Un sourire qui ne ment pas
Qu’on soit un homme ou une femme, ce n’est pas facile de vieillir. Toutefois, on ne se cachera pas que ce l’est encore plus pour les femmes. Depuis très, très longtemps, nous avons ce fardeau d’être belle et de tout faire pour cacher les signes de vieillissement qui transforment notre corps avec les années qui passent. Je n’avais jamais senti ce besoin de freiner les marques du temps avant tout récemment. Des pattes d’oie se dessinent sous mes yeux quand je souris depuis déjà un bout de temps, mais elles sont plus nombreuses et plus profondes ces derniers mois. Je t’entends te moquer de moi en te disant « pauvre p’tite fille, elle a des bébés rides…gros problème! » et tu as bien raison. Par contre, ça m’a fait réfléchir sur cette constante pression que nous avons de contrer la nature. Je me surprends à retenir mes sourires parfois, de peur que les gens se disent : « C’est moi où elle a pris un coup de vieux soudainement? ». Puis, je me trouve stupide et je me dis que ça a peu d’importance qu’on trouve que j’ai vieilli parce que, oui, j’ai vieilli, comme tout le monde. C’est comme ça la vie, on ne s’en va pas par en arrière, mais par en avant. Et, en allant de l’avant, on fane (j’hésitais à écrire « on ratatine », que je trouve plus drôle, mais moins beau. Donc, je te mets les 2, choisis celui que tu préfères hihi!).

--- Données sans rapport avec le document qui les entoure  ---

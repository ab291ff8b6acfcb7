// SPDX-License-Identifier: Apache-2.0 OR MIT
// Copyright (c) 2025-2026 naskel.com

//! User registry: read-only lookup from username to account record.
//!
//! Populated once from the configuration before connections are accepted
//! and shared immutably across all connection tasks.

use crate::config::UserConfig;
use std::collections::HashMap;
use std::sync::Arc;

/// A configured account.
#[derive(Debug)]
pub struct User {
    /// Unique login name.
    pub username: String,

    /// Salted password record, `salt || lowercase-hex digest`.
    pub password_record: String,

    /// Repository directory name under the repository root.
    pub repository: String,

    /// When false, SAVE refuses to replace an existing `current.<filename>`.
    pub versioning_enabled: bool,
}

/// All configured users, indexed by username.
#[derive(Debug, Default)]
pub struct UserRegistry {
    users: HashMap<String, Arc<User>>,
}

impl UserRegistry {
    pub fn new() -> Self {
        Self::default()
    }

    /// Build the registry from validated configuration entries.
    pub fn from_config(users: &[UserConfig]) -> Self {
        let mut registry = Self::new();
        for user in users {
            registry.insert(User {
                username: user.username.clone(),
                password_record: user.password_record.clone(),
                repository: user.repository.clone(),
                versioning_enabled: user.versioning_enabled,
            });
        }
        registry
    }

    pub fn insert(&mut self, user: User) {
        self.users.insert(user.username.clone(), Arc::new(user));
    }

    /// Look up a user by name.
    pub fn lookup(&self, username: &str) -> Option<Arc<User>> {
        self.users.get(username).cloned()
    }

    pub fn users(&self) -> impl Iterator<Item = &Arc<User>> {
        self.users.values()
    }

    pub fn len(&self) -> usize {
        self.users.len()
    }

    pub fn is_empty(&self) -> bool {
        self.users.is_empty()
    }
}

Effacer le temps à grands coups de billets
Pourquoi alors faut-il toujours empêcher la nature de suivre son cours? Pourquoi faut-il dépenser des centaines, voire des milliers de dollars par année pour effacer toute trace d’expérience sur notre visage et notre corps? Moi aussi, j’embarque dans ce phénomène et je panique en voyant mon corps vieillir. Moi aussi, j’aurais envie de dépenser toute ma paie pour les meilleures petites crèmes qui sont hors de prix, des traitements au laser, des injections, etc. Je ne le fais pas, peut-être parce que je n’ai pas encore atteint un point où ça me dérange tant que ça …et on ne se cachera pas que c’est un peu hors de mes moyens. Je me demande, par contre, qu’en sera-t-il quand ces signes de l’âge prendront le dessus sur tout le reste lorsque je me regarderai dans le miroir? Est-ce que je serai prête à tout, moi aussi, pour entrer dans ce moule? Attention, je ne suis pas en train de juger les femmes qui mettent beaucoup d’argent sur leur apparence. Au contraire, je les comprends. D’un autre côté, je me demande comment on a pu se rendre jusque-là. Des soins densifiants, repulpants, détoxifiants, restaurateurs de fermeté, drainants, anti-rides, tonifiants, en voulez-vous? Il y en a de toutes les sortes. Je ne suis pas une habituée des instituts esthétiques, donc je ne m’y connais pas beaucoup mais, quand j’ai visité quelques sites web dernièrement, j’ai été complètement dépassée de voir tout ce qui pouvait exister et à quel point ça peut être facile de dépenser des milliers de dollars annuellement pour être belle et ne pas vieillir.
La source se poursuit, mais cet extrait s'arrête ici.